Authentication backend

Since Kerberos/SPNEGO authenticates users on HTTP level, no additional authentication_backend is needed. Set this value to noop.

JSON web token

JSON web tokens (JWT) are JSON-based access tokens that assert one or more claims. They are commonly used to implement single sign-on (SSO) solutions and fall in the category of token-based authentication systems.

  1. A user logs in to an authentication server by providing credentials (e.g. username and password).
  2. The authentication server validates the credentials.
  3. The authentication server creates an access token and signs it.
  4. The authentication server returns the token to the user.
  5. The user stores the access token.
  6. The user sends the access token alongside every request to the service it wants to use.
  7. The service verifies the token and grants or denies access.

A JSON web token is self-contained in the sense that it carries all necessary information to verify a user within itself.
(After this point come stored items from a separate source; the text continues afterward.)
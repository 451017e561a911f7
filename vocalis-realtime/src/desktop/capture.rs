use super::{find_input_device, host_stream};
use crate::capture::{CaptureDevice, CaptureHandle, InputCapture, downmix};
use crate::codec;
use crate::error::{RealtimeError, Result};
use async_trait::async_trait;
use cpal::traits::{DeviceTrait, StreamTrait};
use cpal::{SampleFormat, StreamConfig};
use rubato::{FastFixedIn, PolynomialDegree, Resampler};

/// Input frames per resampler call.
const RESAMPLER_CHUNK: usize = 1024;

/// Microphone capture through the system audio host.
///
/// Opens the device natively at the capture rate when it supports it and
/// resamples otherwise.
#[derive(Debug, Clone, Default)]
pub struct CpalCaptureDevice {
    device_name: Option<String>,
}

impl CpalCaptureDevice {
    /// Use the default input device.
    pub fn new() -> Self {
        Self::default()
    }

    /// Use the input device with this name.
    pub fn with_device(name: impl Into<String>) -> Self {
        Self { device_name: Some(name.into()) }
    }
}

#[async_trait]
impl CaptureDevice for CpalCaptureDevice {
    async fn open(&self, capture: InputCapture) -> Result<CaptureHandle> {
        let device_name = self.device_name.clone();
        let (name, stop_tx) =
            host_stream("vocalis-capture", move || build_stream(device_name.as_deref(), capture))
                .await?;
        tracing::info!(device = %name, "Microphone opened");
        Ok(CaptureHandle::new(name, move || {
            let _ = stop_tx.send(());
        }))
    }
}

fn build_stream(device_name: Option<&str>, capture: InputCapture) -> Result<(cpal::Stream, String)> {
    let device = find_input_device(device_name)?;
    let name = device.name().unwrap_or_else(|_| "unknown".to_string());
    let (config, sample_format) = pick_config(&device, capture.sample_rate())?;
    tracing::debug!(
        device = %name,
        sample_rate = config.sample_rate.0,
        channels = config.channels,
        sample_format = ?sample_format,
        "Input stream config"
    );

    let mut pipeline = DevicePipeline::new(capture, config.sample_rate.0, config.channels)?;
    let err_fn = |e: cpal::StreamError| tracing::warn!(error = %e, "Input stream error");

    let stream = match sample_format {
        SampleFormat::F32 => device.build_input_stream(
            &config,
            move |data: &[f32], _: &cpal::InputCallbackInfo| pipeline.push(data),
            err_fn,
            None,
        ),
        SampleFormat::I16 => {
            let mut scratch = Vec::new();
            device.build_input_stream(
                &config,
                move |data: &[i16], _: &cpal::InputCallbackInfo| {
                    codec::to_f32_into(data, &mut scratch);
                    pipeline.push(&scratch);
                },
                err_fn,
                None,
            )
        }
        other => {
            return Err(RealtimeError::device(format!("unsupported input sample format {:?}", other)));
        }
    }
    .map_err(|e| RealtimeError::device(format!("Failed to build input stream: {}", e)))?;

    stream.play().map_err(|e| RealtimeError::device(format!("Failed to start input stream: {}", e)))?;
    Ok((stream, name))
}

/// Prefer a config that runs natively at `target` Hz.
fn pick_config(device: &cpal::Device, target: u32) -> Result<(StreamConfig, SampleFormat)> {
    let native = device.supported_input_configs().ok().and_then(|mut configs| {
        configs.find(|c| {
            matches!(c.sample_format(), SampleFormat::F32 | SampleFormat::I16)
                && c.min_sample_rate().0 <= target
                && c.max_sample_rate().0 >= target
        })
    });

    let supported = match native {
        Some(range) => range.with_sample_rate(cpal::SampleRate(target)),
        None => device
            .default_input_config()
            .map_err(|e| RealtimeError::device(format!("No usable input config: {}", e)))?,
    };
    Ok((supported.config(), supported.sample_format()))
}

/// Feeds callback buffers into the capture pipeline, resampling on the way
/// when the device rate differs from the capture rate.
struct DevicePipeline {
    capture: InputCapture,
    channels: u16,
    resampler: Option<FastFixedIn<f32>>,
    buffer: Vec<f32>,
}

impl DevicePipeline {
    fn new(capture: InputCapture, device_rate: u32, channels: u16) -> Result<Self> {
        let resampler = if device_rate == capture.sample_rate() {
            None
        } else {
            let ratio = capture.sample_rate() as f64 / device_rate as f64;
            let resampler =
                FastFixedIn::<f32>::new(ratio, 1.0, PolynomialDegree::Cubic, RESAMPLER_CHUNK, 1)
                    .map_err(|e| RealtimeError::device(format!("Failed to create resampler: {}", e)))?;
            tracing::debug!(from = device_rate, to = capture.sample_rate(), "Resampling microphone input");
            Some(resampler)
        };
        Ok(Self { capture, channels, resampler, buffer: Vec::with_capacity(RESAMPLER_CHUNK * 2) })
    }

    fn push(&mut self, data: &[f32]) {
        let Some(resampler) = self.resampler.as_mut() else {
            self.capture.push_interleaved(data, self.channels);
            return;
        };

        self.buffer.extend(downmix(data, self.channels));
        loop {
            let needed = resampler.input_frames_next();
            if self.buffer.len() < needed {
                break;
            }
            match resampler.process(&[&self.buffer[..needed]], None) {
                Ok(out) => {
                    if let Some(mono) = out.first() {
                        self.capture.push_mono(mono);
                    }
                }
                Err(e) => tracing::warn!(error = %e, "Resampling failed, dropping input"),
            }
            self.buffer.drain(..needed);
        }
    }
}
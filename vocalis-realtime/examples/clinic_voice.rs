//! Clinic Receptionist Voice Demo
//!
//! Talks to Gemini Live through the default microphone and speaker. The
//! model greets the caller, looks patients up with `smartSearch` and books
//! visits with `bookAppointment`.
//!
//! # Usage
//!
//! ```bash
//! export GOOGLE_API_KEY="your-api-key"
//! cargo run --example clinic_voice --features gemini,desktop-audio
//! ```
//!
//! Press Ctrl+C to hang up.

use serde_json::json;
use std::sync::Arc;
use std::time::Duration;
use tracing::{info, warn};
use vocalis_realtime::desktop::{CpalCaptureDevice, CpalPlaybackDevice};
use vocalis_realtime::gemini::GeminiConnector;
use vocalis_realtime::{
    RealtimeError, SessionConfig, SessionController, SessionState, ToolDefinition, ToolRegistry,
};

const INSTRUCTION: &str = "You are the receptionist of a small family clinic. Greet the caller, \
ask for their full name, look them up with smartSearch and offer to book an appointment. \
Keep answers short and friendly.";

/// In-memory patient list standing in for the clinic database.
const PATIENTS: &[(&str, &str)] = &[("P001", "Juan Perez"), ("P002", "Maria Gomez")];

fn clinic_tools() -> ToolRegistry {
    let mut tools = ToolRegistry::new();

    tools.register_fn(
        ToolDefinition::new("smartSearch")
            .with_description("Find a patient by full name")
            .with_parameters(json!({
                "type": "object",
                "properties": { "query": { "type": "string", "description": "Patient full name" } },
                "required": ["query"]
            })),
        |call| {
            let query = call
                .str_arg("query")
                .ok_or_else(|| RealtimeError::tool("missing query"))?
                .to_lowercase();
            let hit = PATIENTS.iter().find(|(_, name)| name.to_lowercase().contains(&query));
            Ok(match hit {
                Some((id, name)) => json!({ "found": true, "id": id, "name": name }),
                None => json!({ "found": false }),
            })
        },
    );

    tools.register_async(
        ToolDefinition::new("bookAppointment")
            .with_description("Book the next free slot for a patient")
            .with_parameters(json!({
                "type": "object",
                "properties": { "patientId": { "type": "string" } },
                "required": ["patientId"]
            })),
        |call| async move {
            // Pretend to talk to the scheduling backend.
            tokio::time::sleep(Duration::from_millis(300)).await;
            let patient = call.str_arg("patientId").unwrap_or("unknown").to_string();
            Ok(json!({ "booked": true, "patientId": patient, "slot": "tomorrow 09:30" }))
        },
    );

    tools
}

#[tokio::main]
async fn main() -> anyhow::Result<()> {
    dotenvy::dotenv().ok();
    vocalis_telemetry::init_telemetry("clinic-voice")
        .map_err(|e| anyhow::anyhow!("failed to initialize logging: {}", e))?;

    let config = SessionConfig::builder()
        .instruction(INSTRUCTION)
        .voice("Kore")
        .trigger_text("begin greeting")
        .tool_timeout(Duration::from_secs(5))
        .build();

    let controller = SessionController::new(
        config,
        Arc::new(GeminiConnector::from_env()?),
        Arc::new(CpalCaptureDevice::new()),
        Arc::new(CpalPlaybackDevice::new()),
    )
    .with_tools(clinic_tools());

    let session = controller.start().await?;
    info!(session_id = session.session_id(), "Call started, press Ctrl+C to hang up");

    let mut states = session.subscribe();
    let mut meter = tokio::time::interval(Duration::from_secs(2));
    loop {
        tokio::select! {
            _ = tokio::signal::ctrl_c() => {
                info!("Hanging up");
                break;
            }
            changed = states.changed() => {
                let state = states.borrow_and_update().clone();
                if changed.is_err() || state.is_terminal() {
                    warn!(state = %state, "Call ended by the remote side");
                    break;
                }
            }
            _ = meter.tick() => {
                if session.state() == SessionState::Active {
                    info!(level = %format!("{:.3}", session.amplitude()), "Microphone");
                }
            }
        }
    }

    session.stop().await;
    info!(state = %session.state(), "Session finished");
    Ok(())
}
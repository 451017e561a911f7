//! Configuration types for voice sessions.

use crate::audio::{AudioFormat, INPUT_SAMPLE_RATE, OUTPUT_SAMPLE_RATE};
use crate::error::{RealtimeError, Result};
use serde::{Deserialize, Serialize};
use serde_json::Value;
use std::time::Duration;

/// Default length of an upstream microphone frame.
pub const DEFAULT_FRAME_DURATION_MS: u32 = 40;

/// Default time a tool handler may take before an error result is sent.
pub const DEFAULT_TOOL_TIMEOUT_MS: u64 = 10_000;

/// Default time allowed for the channel handshake.
pub const DEFAULT_CONNECT_TIMEOUT_MS: u64 = 15_000;

/// Default number of microphone frames buffered ahead of the session loop.
pub const DEFAULT_CAPTURE_QUEUE_CAPACITY: usize = 32;

/// Capability declaration sent to the provider at session open.
#[derive(Debug, Clone, PartialEq, Serialize, Deserialize)]
pub struct ToolDefinition {
    /// Capability name the provider will call, e.g. `smartSearch`.
    pub name: String,
    /// What the capability does, in words the model can use.
    #[serde(skip_serializing_if = "Option::is_none")]
    pub description: Option<String>,
    /// JSON Schema for the arguments.
    #[serde(skip_serializing_if = "Option::is_none")]
    pub parameters: Option<Value>,
}

impl ToolDefinition {
    /// Create a new tool definition.
    pub fn new(name: impl Into<String>) -> Self {
        Self { name: name.into(), description: None, parameters: None }
    }

    /// Set the tool description.
    pub fn with_description(mut self, desc: impl Into<String>) -> Self {
        self.description = Some(desc.into());
        self
    }

    /// Set the parameters schema.
    pub fn with_parameters(mut self, schema: Value) -> Self {
        self.parameters = Some(schema);
        self
    }
}

/// Configuration for a voice session.
///
/// Every field has a default so a config can be loaded from a partial
/// document in any serde format.
#[derive(Debug, Clone, PartialEq, Serialize, Deserialize)]
#[serde(default)]
pub struct SessionConfig {
    /// Model to use (provider-specific).
    #[serde(skip_serializing_if = "Option::is_none")]
    pub model: Option<String>,

    /// System instruction for the assistant.
    #[serde(skip_serializing_if = "Option::is_none")]
    pub instruction: Option<String>,

    /// Prebuilt voice for audio output.
    #[serde(skip_serializing_if = "Option::is_none")]
    pub voice: Option<String>,

    /// Output modalities, usually `["audio"]`.
    pub modalities: Vec<String>,

    /// Capabilities the provider may call.
    pub tools: Vec<ToolDefinition>,

    /// Text sent once the session becomes active, e.g. `"begin greeting"`.
    #[serde(skip_serializing_if = "Option::is_none")]
    pub trigger_text: Option<String>,

    /// Sample rate of upstream microphone audio.
    pub input_sample_rate: u32,

    /// Sample rate of downstream speech audio.
    pub output_sample_rate: u32,

    /// Length of each upstream frame in milliseconds.
    pub frame_duration_ms: u32,

    /// Bound on a single tool dispatch in milliseconds.
    pub tool_timeout_ms: u64,

    /// Bound on the channel handshake in milliseconds.
    pub connect_timeout_ms: u64,

    /// Capacity of the capture-to-session frame queue.
    pub capture_queue_capacity: usize,
}

impl Default for SessionConfig {
    fn default() -> Self {
        Self {
            model: None,
            instruction: None,
            voice: None,
            modalities: vec!["audio".to_string()],
            tools: Vec::new(),
            trigger_text: None,
            input_sample_rate: INPUT_SAMPLE_RATE,
            output_sample_rate: OUTPUT_SAMPLE_RATE,
            frame_duration_ms: DEFAULT_FRAME_DURATION_MS,
            tool_timeout_ms: DEFAULT_TOOL_TIMEOUT_MS,
            connect_timeout_ms: DEFAULT_CONNECT_TIMEOUT_MS,
            capture_queue_capacity: DEFAULT_CAPTURE_QUEUE_CAPACITY,
        }
    }
}

impl SessionConfig {
    /// Create a configuration with default values.
    pub fn new() -> Self {
        Self::default()
    }

    /// Create a builder for SessionConfig.
    pub fn builder() -> SessionConfigBuilder {
        SessionConfigBuilder::new()
    }

    /// Set the model.
    pub fn with_model(mut self, model: impl Into<String>) -> Self {
        self.model = Some(model.into());
        self
    }

    /// Set the system instruction.
    pub fn with_instruction(mut self, instruction: impl Into<String>) -> Self {
        self.instruction = Some(instruction.into());
        self
    }

    /// Set the voice.
    pub fn with_voice(mut self, voice: impl Into<String>) -> Self {
        self.voice = Some(voice.into());
        self
    }

    /// Set output modalities.
    pub fn with_modalities(mut self, modalities: Vec<String>) -> Self {
        self.modalities = modalities;
        self
    }

    /// Add a tool definition.
    pub fn with_tool(mut self, tool: ToolDefinition) -> Self {
        self.tools.push(tool);
        self
    }

    /// Replace all tool definitions.
    pub fn with_tools(mut self, tools: Vec<ToolDefinition>) -> Self {
        self.tools = tools;
        self
    }

    /// Set the text sent when the session becomes active.
    pub fn with_trigger_text(mut self, text: impl Into<String>) -> Self {
        self.trigger_text = Some(text.into());
        self
    }

    /// Set the upstream frame length.
    pub fn with_frame_duration(mut self, duration: Duration) -> Self {
        self.frame_duration_ms = duration.as_millis().min(u32::MAX as u128) as u32;
        self
    }

    /// Set the tool dispatch timeout.
    pub fn with_tool_timeout(mut self, timeout: Duration) -> Self {
        self.tool_timeout_ms = duration_ms(timeout);
        self
    }

    /// Set the handshake timeout.
    pub fn with_connect_timeout(mut self, timeout: Duration) -> Self {
        self.connect_timeout_ms = duration_ms(timeout);
        self
    }

    /// Set the capture queue capacity.
    pub fn with_capture_queue_capacity(mut self, capacity: usize) -> Self {
        self.capture_queue_capacity = capacity;
        self
    }

    pub fn input_format(&self) -> AudioFormat {
        AudioFormat::new(self.input_sample_rate, 1)
    }

    pub fn output_format(&self) -> AudioFormat {
        AudioFormat::new(self.output_sample_rate, 1)
    }

    pub fn frame_duration(&self) -> Duration {
        Duration::from_millis(self.frame_duration_ms as u64)
    }

    pub fn tool_timeout(&self) -> Duration {
        Duration::from_millis(self.tool_timeout_ms)
    }

    pub fn connect_timeout(&self) -> Duration {
        Duration::from_millis(self.connect_timeout_ms)
    }

    /// Samples in one upstream frame.
    pub fn frame_samples(&self) -> usize {
        self.input_format().samples_for(self.frame_duration())
    }

    /// Check that every rate, duration and capacity is usable.
    pub fn validate(&self) -> Result<()> {
        if self.input_sample_rate == 0 || self.output_sample_rate == 0 {
            return Err(RealtimeError::config("sample rates must be non-zero"));
        }
        if self.frame_samples() == 0 {
            return Err(RealtimeError::config(format!(
                "frame duration of {} ms holds no samples at {} Hz",
                self.frame_duration_ms, self.input_sample_rate
            )));
        }
        if self.tool_timeout_ms == 0 {
            return Err(RealtimeError::config("tool timeout must be non-zero"));
        }
        if self.connect_timeout_ms == 0 {
            return Err(RealtimeError::config("connect timeout must be non-zero"));
        }
        if self.capture_queue_capacity == 0 {
            return Err(RealtimeError::config("capture queue capacity must be non-zero"));
        }
        if let Some(tool) = self.tools.iter().find(|t| t.name.trim().is_empty()) {
            return Err(RealtimeError::config(format!("tool with empty name: {:?}", tool)));
        }
        Ok(())
    }
}

fn duration_ms(d: Duration) -> u64 {
    d.as_millis().min(u64::MAX as u128) as u64
}

/// Builder for SessionConfig.
#[derive(Debug, Clone, Default)]
pub struct SessionConfigBuilder {
    config: SessionConfig,
}

impl SessionConfigBuilder {
    /// Create a new builder.
    pub fn new() -> Self {
        Self::default()
    }

    /// Set the model.
    pub fn model(mut self, model: impl Into<String>) -> Self {
        self.config.model = Some(model.into());
        self
    }

    /// Set the system instruction.
    pub fn instruction(mut self, instruction: impl Into<String>) -> Self {
        self.config.instruction = Some(instruction.into());
        self
    }

    /// Set the voice.
    pub fn voice(mut self, voice: impl Into<String>) -> Self {
        self.config.voice = Some(voice.into());
        self
    }

    /// Add a tool.
    pub fn tool(mut self, tool: ToolDefinition) -> Self {
        self.config.tools.push(tool);
        self
    }

    /// Set the trigger text.
    pub fn trigger_text(mut self, text: impl Into<String>) -> Self {
        self.config.trigger_text = Some(text.into());
        self
    }

    /// Set the tool dispatch timeout.
    pub fn tool_timeout(mut self, timeout: Duration) -> Self {
        self.config.tool_timeout_ms = duration_ms(timeout);
        self
    }

    /// Set the handshake timeout.
    pub fn connect_timeout(mut self, timeout: Duration) -> Self {
        self.config.connect_timeout_ms = duration_ms(timeout);
        self
    }

    /// Build the configuration.
    pub fn build(self) -> SessionConfig {
        self.config
    }
}

#[cfg(test)]
mod tests {
    use super::*;

    #[test]
    fn test_defaults() {
        let config = SessionConfig::default();
        assert_eq!(config.input_sample_rate, 16_000);
        assert_eq!(config.output_sample_rate, 24_000);
        assert_eq!(config.frame_samples(), 640);
        assert_eq!(config.modalities, vec!["audio"]);
        assert!(config.validate().is_ok());
    }

    #[test]
    fn test_builder() {
        let config = SessionConfig::builder()
            .model("gemini-2.0-flash-live-001")
            .voice("Kore")
            .trigger_text("begin greeting")
            .tool(ToolDefinition::new("smartSearch").with_description("Find records"))
            .tool_timeout(Duration::from_secs(3))
            .build();
        assert_eq!(config.voice.as_deref(), Some("Kore"));
        assert_eq!(config.tools.len(), 1);
        assert_eq!(config.tool_timeout(), Duration::from_secs(3));
    }

    #[test]
    fn test_validate_rejects_zero_values() {
        assert!(SessionConfig::new().with_capture_queue_capacity(0).validate().is_err());
        assert!(SessionConfig::new().with_tool_timeout(Duration::ZERO).validate().is_err());
        assert!(SessionConfig::new().with_frame_duration(Duration::ZERO).validate().is_err());
        let mut config = SessionConfig::new();
        config.output_sample_rate = 0;
        assert!(matches!(config.validate(), Err(RealtimeError::Config(_))));
    }

    #[test]
    fn test_partial_document_uses_defaults() {
        let config: SessionConfig =
            serde_json::from_str(r#"{"voice":"Puck","tool_timeout_ms":2500}"#).unwrap();
        assert_eq!(config.voice.as_deref(), Some("Puck"));
        assert_eq!(config.tool_timeout_ms, 2500);
        assert_eq!(config.frame_duration_ms, DEFAULT_FRAME_DURATION_MS);
    }
}
//! Property tests for the PCM16 wire codec.

use proptest::prelude::*;
use vocalis_realtime::codec::{self, decode, encode, to_f32};
use vocalis_realtime::{RealtimeError, WireBlob};

const STEP: f32 = 1.0 / 32768.0;

fn arb_samples() -> impl Strategy<Value = Vec<f32>> {
    prop::collection::vec(-1.0f32..=1.0f32, 0..2048)
}

proptest! {
    #![proptest_config(ProptestConfig::with_cases(200))]

    /// Decoding an encoded buffer recovers every sample to within one
    /// quantization step.
    #[test]
    fn prop_round_trip_within_one_step(samples in arb_samples()) {
        let blob = encode(&samples, 16_000);
        let frame = decode(&blob, 16_000, 1).unwrap();
        let restored = to_f32(frame.samples());

        prop_assert_eq!(restored.len(), samples.len());
        for (original, restored) in samples.iter().zip(restored.iter()) {
            prop_assert!((original - restored).abs() <= STEP, "{} vs {}", original, restored);
        }
    }

    /// Out-of-range input is clamped instead of wrapping.
    #[test]
    fn prop_encode_clamps(sample in prop_oneof![1.0f32..1000.0, -1000.0f32..-1.0]) {
        let pcm = codec::quantize(&[sample]);
        if sample > 0.0 {
            prop_assert_eq!(pcm[0], i16::MAX);
        } else {
            prop_assert_eq!(pcm[0], i16::MIN);
        }
    }

    /// Any payload whose length is not a whole number of samples is rejected.
    #[test]
    fn prop_odd_payload_rejected(bytes in prop::collection::vec(any::<u8>(), 0..512)) {
        prop_assume!(bytes.len() % 2 == 1);
        use base64::Engine;
        let blob = WireBlob::pcm(base64::engine::general_purpose::STANDARD.encode(&bytes), 24_000);
        prop_assert!(matches!(decode(&blob, 24_000, 1), Err(RealtimeError::Decode(_))));
    }
}

#[test]
fn test_wire_blob_shape() {
    let blob = encode(&[0.0, 0.5], 16_000);
    assert_eq!(blob.mime_type, "audio/pcm;rate=16000");
    let json = serde_json::to_value(&blob).unwrap();
    assert_eq!(json["mimeType"], "audio/pcm;rate=16000");
    assert!(json["data"].is_string());
}

#[test]
fn test_empty_payload_decodes_to_empty_frame() {
    let frame = decode(&WireBlob::pcm("", 24_000), 24_000, 1).unwrap();
    assert!(frame.is_empty());
    assert_eq!(frame.duration(), std::time::Duration::ZERO);
}

#[test]
fn test_invalid_base64_is_decode_error() {
    let blob = WireBlob::pcm("not base64!!", 24_000);
    assert!(matches!(decode(&blob, 24_000, 1), Err(RealtimeError::Decode(_))));
}

#[test]
fn test_stereo_requires_whole_frames() {
    // Three samples cannot form stereo frames.
    let blob = codec::encode_frame(&vocalis_realtime::AudioFrame::mono(vec![1i16, 2, 3], 24_000));
    assert!(decode(&blob, 24_000, 2).is_err());
    assert_eq!(decode(&blob, 24_000, 1).unwrap().samples(), &[1, 2, 3]);
}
The tokens are Base64-encoded, signed JSON objects.

JSON web tokens consist of three parts:

  1. Header
  2. Payload
  3. Signature

The header contains information about the used signing mechanism, for example:

{
  "alg": "HS256",
  "typ": "JWT"
}

In this case, the header states that the message was signed using HMAC-SHA256.

Payload

The payload of a JSON web token contains the so-called JWT Claims. A claim can be any piece of information about the user that the application that created the token has verified.

The specification defines a set of standard claims with reserved names (“registered claims”). These include, for example, the token issuer, the expiration date, or the creation date.

Public claims, on the other hand, can be created freely by the token issuer. They can contain arbitrary information, such as the user name and the roles of the user.

Example:

{
  "iss": "example.com",
  "exp": 1300819380,
  "name": "John Doe",
  "roles": "admin, devops"
}

Signature

The issuer of the token calculates the signature of the token by applying a cryptographic hash function on the Base64-encoded header and payload. These three parts are then concatenated using periods to form a complete JSON web token:

encoded = base64UrlEncode(header) + "." + base64UrlEncode(payload)
signature = HMACSHA256(encoded, 'secretkey');
jwt = encoded + "." + base64UrlEncode(signature)

For example:

eyJhbGciOiJIUzI1NiIsInR5cCI6IkpXVCJ9.eyJsb2dnZWRJbkFzIjoiYWRtaW4iLCJpYXQiOjE0MjI3Nzk2Mzh9.gzSraSYS8EXBxLN_oWnFSRgCzcmJmMjLiuyu5CSpyHI

Configure JSON web tokens

If JSON web tokens are the only authentication method you use, disable the user cache by setting opendistro_security.cache.ttl_minutes: 0.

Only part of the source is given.